The Internet is the infrastructure of the modern age. It accounted for more than 20% of GDP growth in the world’s major economies over the last five years. If it were a national economy, the Internet economy would already rank in the world’s top five.
The benefits of the Internet go far beyond its direct economic impact. It is one of the most powerful agents for change, growth and jobs everywhere, and its impact is particularly forceful in the developing world. It can reduce poverty by connecting local communities to existing cultural and institutional structures. It can revolutionise education through the provision of free access to courses and classroom lectures. We all have seen how the Internet has promoted social and democratic reform across the world. The Arab Spring is one of the large scale examples, but certainly not the only one.
But the Internet is not only there for those who fight for progress and freedom. It can be exploited for sectarian and extremist purposes. Hackers can use the Internet for financial gain or for political goals. And as we could see during the war in Georgia, cyber-attacks can be used as an additional tool in conventional warfare.

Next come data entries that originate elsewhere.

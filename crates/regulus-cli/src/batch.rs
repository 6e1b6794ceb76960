// Regulus Report - Benchmark log reporting pipeline
//
// Copyright (c) 2025 Regulus contributors.
//
// SPDX-License-Identifier: Apache-2.0
//
// Licensed under the Apache License, Version 2.0 (the "License");
// you may not use this file except in compliance with the License.
// You may obtain a copy of the License in the LICENSE file at the
// root of this repository or at: http://www.apache.org/licenses/LICENSE-2.0
//
// Unless required by applicable law or agreed to in writing, software
// distributed under the License is distributed on an "AS IS" BASIS,
// WITHOUT WARRANTIES OR CONDITIONS OF ANY KIND, either express or implied.
// See the License for the specific language governing permissions and
// limitations under the License.

//! Several directories through one pipeline.
//!
//! Directory `i` (counting from one) writes its outputs at
//! `<prefix>_<i>_summary.<ext>`. Once every directory has run, a
//! `<prefix>_batch_summary.json` records the outcome of each in input order.
//! A directory that fails is recorded and the batch moves on.

use crate::error::{CliError, Result};
use crate::orchestrator::{Orchestrator, RunStats};
use colored::Colorize;
use regulus_report::write_artifact;
use serde::{Deserialize, Serialize};
use std::path::{Path, PathBuf};
use std::time::Instant;
use tracing::{error, info};

/// How one directory of a batch ended.
#[derive(Debug, Clone, Copy, PartialEq, Eq, Serialize, Deserialize)]
#[serde(rename_all = "lowercase")]
pub enum DirectoryStatus {
    Success,
    Failed,
}

/// Batch summary entry for one directory.
#[derive(Debug, Clone, PartialEq, Serialize, Deserialize)]
pub struct DirectoryResult {
    pub directory: PathBuf,
    pub status: DirectoryStatus,
    #[serde(default, skip_serializing_if = "Option::is_none")]
    pub output_file: Option<PathBuf>,
    #[serde(default, skip_serializing_if = "Option::is_none")]
    pub error: Option<String>,
    pub stats: RunStats,
}

/// Contents of `<prefix>_batch_summary.json`.
#[derive(Debug, Clone, PartialEq, Serialize, Deserialize)]
pub struct BatchSummary {
    pub directories: Vec<DirectoryResult>,
    pub successful: usize,
    pub failed: usize,
    pub total: usize,
}

impl BatchSummary {
    fn from_results(directories: Vec<DirectoryResult>) -> Self {
        let successful = directories
            .iter()
            .filter(|d| d.status == DirectoryStatus::Success)
            .count();
        let total = directories.len();
        Self {
            directories,
            successful,
            failed: total - successful,
            total,
        }
    }

    pub fn print(&self, elapsed_secs: f64) {
        println!();
        println!("{}", "═".repeat(60).bright_blue());
        println!("{}", "BATCH PROCESSING SUMMARY".bright_blue().bold());
        println!("{}", "═".repeat(60).bright_blue());
        println!(
            "  {} {}",
            "Successful directories:".green().bold(),
            self.successful.to_string().bright_white()
        );
        println!(
            "  {} {}",
            "Failed directories:".red().bold(),
            self.failed.to_string().bright_white()
        );
        println!(
            "  {} {}",
            "Total directories:".bright_cyan(),
            self.total.to_string().bright_white()
        );
        if elapsed_secs > 0.0 {
            println!("  {} {:.2}s", "Elapsed:".bright_cyan(), elapsed_secs);
        }
        for entry in self.directories.iter().filter(|d| d.error.is_some()) {
            println!(
                "  {} {}: {}",
                "✗".red().bold(),
                entry.directory.display(),
                entry.error.as_deref().unwrap_or_default()
            );
        }
        println!("{}", "═".repeat(60).bright_blue());
    }
}

/// Runs one orchestrator over several directories.
///
/// The orchestrator, and with it any parse cache, is shared by every
/// directory. Counters start fresh for each one.
pub struct BatchOrchestrator {
    orchestrator: Orchestrator,
    show_summary: bool,
}

impl BatchOrchestrator {
    pub fn new(mut orchestrator: Orchestrator) -> Self {
        let show_summary = orchestrator.options().show_summary;
        orchestrator.options_mut().show_summary = false;
        Self {
            orchestrator,
            show_summary,
        }
    }

    pub fn orchestrator(&self) -> &Orchestrator {
        &self.orchestrator
    }

    /// Output base for the directory at zero-based `index`.
    pub fn directory_base(prefix: &Path, index: usize) -> PathBuf {
        suffixed(prefix, &format!("_{}_summary", index + 1))
    }

    /// Path of the batch summary document.
    pub fn summary_path(prefix: &Path) -> PathBuf {
        suffixed(prefix, "_batch_summary.json")
    }

    /// Process every directory and write the batch summary.
    ///
    /// # Errors
    ///
    /// Only writing the batch summary itself can fail the batch.
    pub fn run(&self, directories: &[PathBuf], prefix: &Path) -> Result<BatchSummary> {
        let started = Instant::now();
        let mut results = Vec::with_capacity(directories.len());

        for (index, directory) in directories.iter().enumerate() {
            info!(
                directory = %directory.display(),
                current = index + 1,
                total = directories.len(),
                "processing directory"
            );
            let base = Self::directory_base(prefix, index);
            let entry = match self.orchestrator.run(directory, &base) {
                Ok(outcome) => {
                    let failures: Vec<String> = outcome
                        .outputs
                        .failed
                        .iter()
                        .map(|(format, e)| format!("{}: {}", format, e))
                        .collect();
                    DirectoryResult {
                        directory: directory.clone(),
                        status: if failures.is_empty() {
                            DirectoryStatus::Success
                        } else {
                            DirectoryStatus::Failed
                        },
                        output_file: outcome.outputs.written.first().cloned(),
                        error: (!failures.is_empty()).then(|| failures.join("; ")),
                        stats: outcome.stats,
                    }
                }
                Err(e) => {
                    error!(directory = %directory.display(), error = %e, "directory failed");
                    DirectoryResult {
                        directory: directory.clone(),
                        status: DirectoryStatus::Failed,
                        output_file: None,
                        error: Some(e.to_string()),
                        stats: RunStats::default(),
                    }
                }
            };
            results.push(entry);
        }

        let summary = BatchSummary::from_results(results);
        let path = Self::summary_path(prefix);
        let text = serde_json::to_string_pretty(&summary)
            .map_err(|e| CliError::Output(e.to_string()))?;
        write_artifact(&path, &text)?;
        info!(
            path = %path.display(),
            successful = summary.successful,
            failed = summary.failed,
            "wrote batch summary"
        );

        if self.show_summary {
            summary.print(started.elapsed().as_secs_f64());
        }
        Ok(summary)
    }
}

fn suffixed(prefix: &Path, suffix: &str) -> PathBuf {
    let mut name = prefix.as_os_str().to_os_string();
    name.push(suffix);
    PathBuf::from(name)
}

#[cfg(test)]
mod tests {
    use super::*;
    use crate::config::ReportConfig;
    use crate::factory::from_config;
    use regulus_core::Clock;
    use regulus_test::{fixtures, TreeBuilder};
    use std::fs;

    fn batch() -> BatchOrchestrator {
        let config = ReportConfig {
            formats: vec!["json".to_string()],
            ..Default::default()
        };
        // A fixed clock zeroes durations so the summary survives a JSON round trip.
        let mut orchestrator = from_config(&config, Clock::Fixed(chrono::Utc::now())).unwrap();
        orchestrator.options_mut().show_summary = false;
        BatchOrchestrator::new(orchestrator)
    }

    #[test]
    fn test_output_naming() {
        let prefix = Path::new("out/nightly");
        assert_eq!(
            BatchOrchestrator::directory_base(prefix, 0),
            PathBuf::from("out/nightly_1_summary")
        );
        assert_eq!(
            BatchOrchestrator::summary_path(prefix),
            PathBuf::from("out/nightly_batch_summary.json")
        );
    }

    #[test]
    fn test_batch_records_each_directory_in_order() {
        let tree = TreeBuilder::new()
            .file("one/result-summary.txt", fixtures::UPERF_SINGLE)
            .file("two/result-summary.txt", fixtures::IPERF)
            .build();
        let out = tempfile::TempDir::new().unwrap();
        let prefix = out.path().join("nightly");
        let dirs = vec![
            tree.path().join("one"),
            tree.path().join("missing"),
            tree.path().join("two"),
        ];

        let summary = batch().run(&dirs, &prefix).unwrap();

        assert_eq!(summary.total, 3);
        assert_eq!(summary.successful, 2);
        assert_eq!(summary.failed, 1);
        assert_eq!(summary.directories[1].status, DirectoryStatus::Failed);
        assert!(summary.directories[1]
            .error
            .as_deref()
            .unwrap()
            .contains("does not exist"));
        assert_eq!(summary.directories[2].stats.files_processed, 1);

        assert!(out.path().join("nightly_1_summary.json").exists());
        assert!(!out.path().join("nightly_2_summary.json").exists());
        assert!(out.path().join("nightly_3_summary.json").exists());

        let written: BatchSummary = serde_json::from_str(
            &fs::read_to_string(out.path().join("nightly_batch_summary.json")).unwrap(),
        )
        .unwrap();
        assert_eq!(written, summary);
    }
}
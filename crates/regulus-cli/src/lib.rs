// Regulus Report - Benchmark log reporting pipeline
//
// Copyright (c) 2025 Regulus contributors.
//
// SPDX-License-Identifier: Apache-2.0
//
// Licensed under the Apache License, Version 2.0 (the "License");
// you may not use this file except in compliance with the License.
// You may obtain a copy of the License in the LICENSE file at the
// root of this repository or at: http://www.apache.org/licenses/LICENSE-2.0
//
// Unless required by applicable law or agreed to in writing, software
// distributed under the License is distributed on an "AS IS" BASIS,
// WITHOUT WARRANTIES OR CONDITIONS OF ANY KIND, either express or implied.
// See the License for the specific language governing permissions and
// limitations under the License.

//! Orchestration and command line for the Regulus report pipeline.
//!
//! - [`orchestrator`]: one directory, sequential or on a worker pool
//! - [`batch`]: several directories with an aggregate summary
//! - [`factory`]: assembled pipelines for common setups
//! - [`config`]: YAML/JSON run configuration
//! - [`cli`]: the `regulus-report` commands
//!
//! # Example
//!
//! ```no_run
//! use regulus_cli::factory::create_multi_format;
//! use std::path::Path;
//!
//! let orchestrator = create_multi_format(&["json", "csv"])?;
//! let outcome = orchestrator.run(Path::new("runs"), Path::new("out/report"))?;
//! println!("{} of {} files processed",
//!     outcome.stats.files_processed, outcome.stats.files_discovered);
//! # Ok::<(), regulus_cli::error::CliError>(())
//! ```

pub mod batch;
pub mod cli;
pub mod config;
pub mod error;
pub mod factory;
pub mod orchestrator;

pub use batch::{BatchOrchestrator, BatchSummary, DirectoryResult, DirectoryStatus};
pub use config::{ReportConfig, Strategy};
pub use error::{CliError, Result};
pub use orchestrator::{Orchestrator, Pipeline, RunOptions, RunOutcome, RunStats};
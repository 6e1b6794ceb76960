// Regulus Report - Benchmark log reporting pipeline
//
// Copyright (c) 2025 Regulus contributors.
//
// SPDX-License-Identifier: Apache-2.0
//
// Licensed under the Apache License, Version 2.0 (the "License");
// you may not use this file except in compliance with the License.
// You may obtain a copy of the License in the LICENSE file at the
// root of this repository or at: http://www.apache.org/licenses/LICENSE-2.0
//
// Unless required by applicable law or agreed to in writing, software
// distributed under the License is distributed on an "AS IS" BASIS,
// WITHOUT WARRANTIES OR CONDITIONS OF ANY KIND, either express or implied.
// See the License for the specific language governing permissions and
// limitations under the License.

//! Regulus report command line.

use clap::Parser;
use regulus_cli::cli::{Commands, ReportArgs};
use std::process::ExitCode;
use tracing_subscriber::EnvFilter;

/// Regulus - benchmark result reports
///
/// Scans a directory tree for benchmark result logs and writes JSON, CSV,
/// HTML and XML reports.
///
/// # Examples
///
/// ```bash
/// # Report on the current directory as report.json, report.html, report.csv
/// regulus-report
///
/// # Only JSON and CSV, with hyperlinked file names
/// regulus-report --root runs --output out/nightly --formats json csv \
///     --base-url https://logs.example.com
///
/// # Several directories at once
/// regulus-report batch runs/a runs/b --prefix out/nightly
/// ```
#[derive(Parser)]
#[command(name = "regulus-report")]
#[command(author, version, about = "Regulus - benchmark result reports", long_about = None)]
#[command(args_conflicts_with_subcommands = true)]
struct Cli {
    #[command(flatten)]
    report: ReportArgs,

    /// Debug logging
    #[arg(short, long, global = true)]
    verbose: bool,

    /// Warnings and errors only
    #[arg(short, long, global = true, conflicts_with = "verbose")]
    quiet: bool,

    #[command(subcommand)]
    command: Option<Commands>,
}

fn init_tracing(verbose: bool, quiet: bool) {
    let filter = if verbose {
        EnvFilter::new("debug")
    } else if quiet {
        EnvFilter::new("warn")
    } else {
        EnvFilter::try_from_default_env().unwrap_or_else(|_| EnvFilter::new("info"))
    };
    tracing_subscriber::fmt()
        .with_env_filter(filter)
        .with_writer(std::io::stderr)
        .init();
}

fn main() -> ExitCode {
    let cli = Cli::parse();
    init_tracing(cli.verbose, cli.quiet);

    let result = match cli.command {
        Some(command) => command.execute(),
        None => cli.report.execute().map(|_| ()),
    };

    match result {
        Ok(()) => ExitCode::SUCCESS,
        Err(e) => {
            eprintln!("Error: {}", e);
            ExitCode::FAILURE
        }
    }
}
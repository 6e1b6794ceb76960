// Regulus Report - Benchmark log reporting pipeline
//
// Copyright (c) 2025 Regulus contributors.
//
// SPDX-License-Identifier: Apache-2.0
//
// Licensed under the Apache License, Version 2.0 (the "License");
// you may not use this file except in compliance with the License.
// You may obtain a copy of the License in the LICENSE file at the
// root of this repository or at: http://www.apache.org/licenses/LICENSE-2.0
//
// Unless required by applicable law or agreed to in writing, software
// distributed under the License is distributed on an "AS IS" BASIS,
// WITHOUT WARRANTIES OR CONDITIONS OF ANY KIND, either express or implied.
// See the License for the specific language governing permissions and
// limitations under the License.

//! Content cache keyed by path and modification time.
//!
//! # Thread Safety
//!
//! Entries live behind a `parking_lot::RwLock`, so parallel workers can read
//! concurrently while inserts are exclusive. Hit and miss counters are
//! atomics and never take the lock.

use super::ContentParser;
use crate::model::DiscoveredFile;
use parking_lot::RwLock;
use std::collections::HashMap;
use std::path::PathBuf;
use std::sync::atomic::{AtomicU64, Ordering};
use std::sync::Arc;
use std::time::SystemTime;
use tracing::trace;

#[derive(Debug)]
struct CacheEntry {
    modified: SystemTime,
    content: Arc<str>,
}

/// Snapshot of cache usage.
#[derive(Debug, Clone, Copy, Default, PartialEq)]
pub struct CacheStats {
    /// Number of cached files
    pub entries: usize,
    /// Total cached text in bytes
    pub bytes: usize,
    pub hits: u64,
    pub misses: u64,
}

impl CacheStats {
    /// Hit rate in `0.0..=1.0`.
    pub fn hit_rate(&self) -> f64 {
        let total = self.hits + self.misses;
        if total == 0 {
            0.0
        } else {
            self.hits as f64 / total as f64
        }
    }
}

/// Wraps another parser and remembers its output.
///
/// An entry is reused only while the file's modification time is unchanged;
/// a newer mtime replaces the entry. Files the inner parser rejects are not
/// cached.
pub struct CachingParser {
    inner: Box<dyn ContentParser>,
    entries: RwLock<HashMap<PathBuf, CacheEntry>>,
    hits: AtomicU64,
    misses: AtomicU64,
}

impl CachingParser {
    pub fn new(inner: impl ContentParser + 'static) -> Self {
        Self {
            inner: Box::new(inner),
            entries: RwLock::new(HashMap::new()),
            hits: AtomicU64::new(0),
            misses: AtomicU64::new(0),
        }
    }

    pub fn stats(&self) -> CacheStats {
        let entries = self.entries.read();
        CacheStats {
            entries: entries.len(),
            bytes: entries.values().map(|e| e.content.len()).sum(),
            hits: self.hits.load(Ordering::Relaxed),
            misses: self.misses.load(Ordering::Relaxed),
        }
    }

    /// Drop every entry and reset the counters.
    pub fn clear(&self) {
        self.entries.write().clear();
        self.hits.store(0, Ordering::Relaxed);
        self.misses.store(0, Ordering::Relaxed);
    }

    fn lookup(&self, file: &DiscoveredFile) -> Option<Arc<str>> {
        self.entries
            .read()
            .get(&file.path)
            .filter(|e| e.modified == file.modified)
            .map(|e| Arc::clone(&e.content))
    }
}

impl ContentParser for CachingParser {
    fn parse(&self, file: &DiscoveredFile) -> Option<String> {
        if let Some(content) = self.lookup(file) {
            self.hits.fetch_add(1, Ordering::Relaxed);
            trace!(path = %file.path.display(), "content cache hit");
            return Some(content.to_string());
        }

        self.misses.fetch_add(1, Ordering::Relaxed);
        let content = self.inner.parse(file)?;
        self.entries.write().insert(
            file.path.clone(),
            CacheEntry {
                modified: file.modified,
                content: Arc::from(content.as_str()),
            },
        );
        Some(content)
    }
}

#[cfg(test)]
mod tests {
    use super::*;
    use std::sync::atomic::AtomicUsize;
    use std::time::{Duration, UNIX_EPOCH};

    struct CountingParser {
        calls: Arc<AtomicUsize>,
    }

    impl ContentParser for CountingParser {
        fn parse(&self, file: &DiscoveredFile) -> Option<String> {
            self.calls.fetch_add(1, Ordering::SeqCst);
            if file.path.ends_with("missing.txt") {
                None
            } else {
                Some(format!("content of {}", file.path.display()))
            }
        }
    }

    fn counting() -> (CachingParser, Arc<AtomicUsize>) {
        let calls = Arc::new(AtomicUsize::new(0));
        let parser = CachingParser::new(CountingParser {
            calls: Arc::clone(&calls),
        });
        (parser, calls)
    }

    #[test]
    fn test_second_parse_is_a_hit() {
        let (parser, calls) = counting();
        let file = DiscoveredFile::new("a.txt", 10, UNIX_EPOCH);

        let first = parser.parse(&file);
        let second = parser.parse(&file);
        assert_eq!(first, second);
        assert_eq!(calls.load(Ordering::SeqCst), 1);

        let stats = parser.stats();
        assert_eq!((stats.hits, stats.misses, stats.entries), (1, 1, 1));
        assert!((stats.hit_rate() - 0.5).abs() < f64::EPSILON);
    }

    #[test]
    fn test_changed_mtime_invalidates_entry() {
        let (parser, calls) = counting();
        let old = DiscoveredFile::new("a.txt", 10, UNIX_EPOCH);
        let new = DiscoveredFile::new("a.txt", 10, UNIX_EPOCH + Duration::from_secs(5));

        parser.parse(&old);
        parser.parse(&new);
        assert_eq!(calls.load(Ordering::SeqCst), 2);
        assert_eq!(parser.stats().entries, 1);
    }

    #[test]
    fn test_failures_are_not_cached() {
        let (parser, calls) = counting();
        let file = DiscoveredFile::new("missing.txt", 0, UNIX_EPOCH);
        assert!(parser.parse(&file).is_none());
        assert!(parser.parse(&file).is_none());
        assert_eq!(calls.load(Ordering::SeqCst), 2);
        assert_eq!(parser.stats().entries, 0);
    }

    #[test]
    fn test_clear_resets_everything() {
        let (parser, _) = counting();
        parser.parse(&DiscoveredFile::new("a.txt", 1, UNIX_EPOCH));
        parser.clear();
        assert_eq!(parser.stats(), CacheStats::default());
    }
}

That’s why, as policy-makers, we should always be aware of the challenges that go along with the opportunities. These considerations are not relevant only for international politics. The need to make sure that technological progress is in line with our values applies also inside the European Union. As Europe’s first Justice Commissioner I see that the question of how our values apply to the online world is being asked with increasing regularity.
Two recent cases stand out. The reform of the EU’s data protection rules proposed by the Commission in January 2012 and the Cyber-Security Strategy it unveiled in February 2013. Some might think that they are unrelated. Some may even murmur that they serve different purposes and seek to achieve different goals. They would be mistaken. The two initiatives are mutually reinforcing. I will make my point in two steps
First, I will set out the shared objectives of these two initiatives: they reflect the values on which the Union has been built and they contribute to the creation of the digital single market serving 500 million citizens in the largest economy in the world;
Second, I will explain how the protection of personal data complements measures to promote cyber-security and shapes the fight against cyber-crime.
1/Data Protection, Cyber-Security and the EU’s values and goals
Data protection is a fundamental right in the EU. The reason for this is rooted in our historical experience with dictatorships from the right and from the left of the political spectrum. They have led to a common understanding in Europe that privacy is an integral part of human dignity and personal freedom. Control of every movement, every word or, every mouse click is not compatible with Europe’s fundamental values or our common understanding of a free society.
This is why the Union’s Charter of fundamental rights, our “Bill of Rights”, recognises both the right to private life in Article 7 and the right to the protection of personal data in Article 8. But this is not all.
Article 16 of the Treaty on the Functioning of the European Union also gives the European Union the legislative competence to establish harmonised EU data protection laws that apply to the whole continent and that make the right to data protection a reality.
Data protection is thus one of the rare fields where we have full coherence between the fundamental right and the EU’s legislative competences. It is our responsibility as political leaders to adapt and refresh the current rules.
Recent years have demonstrated that while the digital world brings enormous benefits, it is also vulnerable. Cyberspace is the subject of incidents, malicious activities and misuse. The Cyber-Security Strategy for “An Open, Safe and Secure Cyberspace” – represents the EU’s comprehensive vision on how best to prevent and respond to these disruptions and attacks. It is the Union roadmap to the safety and security of the Internet.
But the European Cyber-Security strategy is about more than security. Measures to ensure safety and security online are not a goal in themselves. The overarching aim is to make sure that the internet remains open and free. The goal is to ensure that the same norms, principles and values that the EU upholds offline, also apply online. Fundamental rights, democracy and the rule of law need to be protected in cyberspace. Our freedom and prosperity increasingly depend on a robust and innovative Internet. The Cyber-Security Strategy is about our fundamental values.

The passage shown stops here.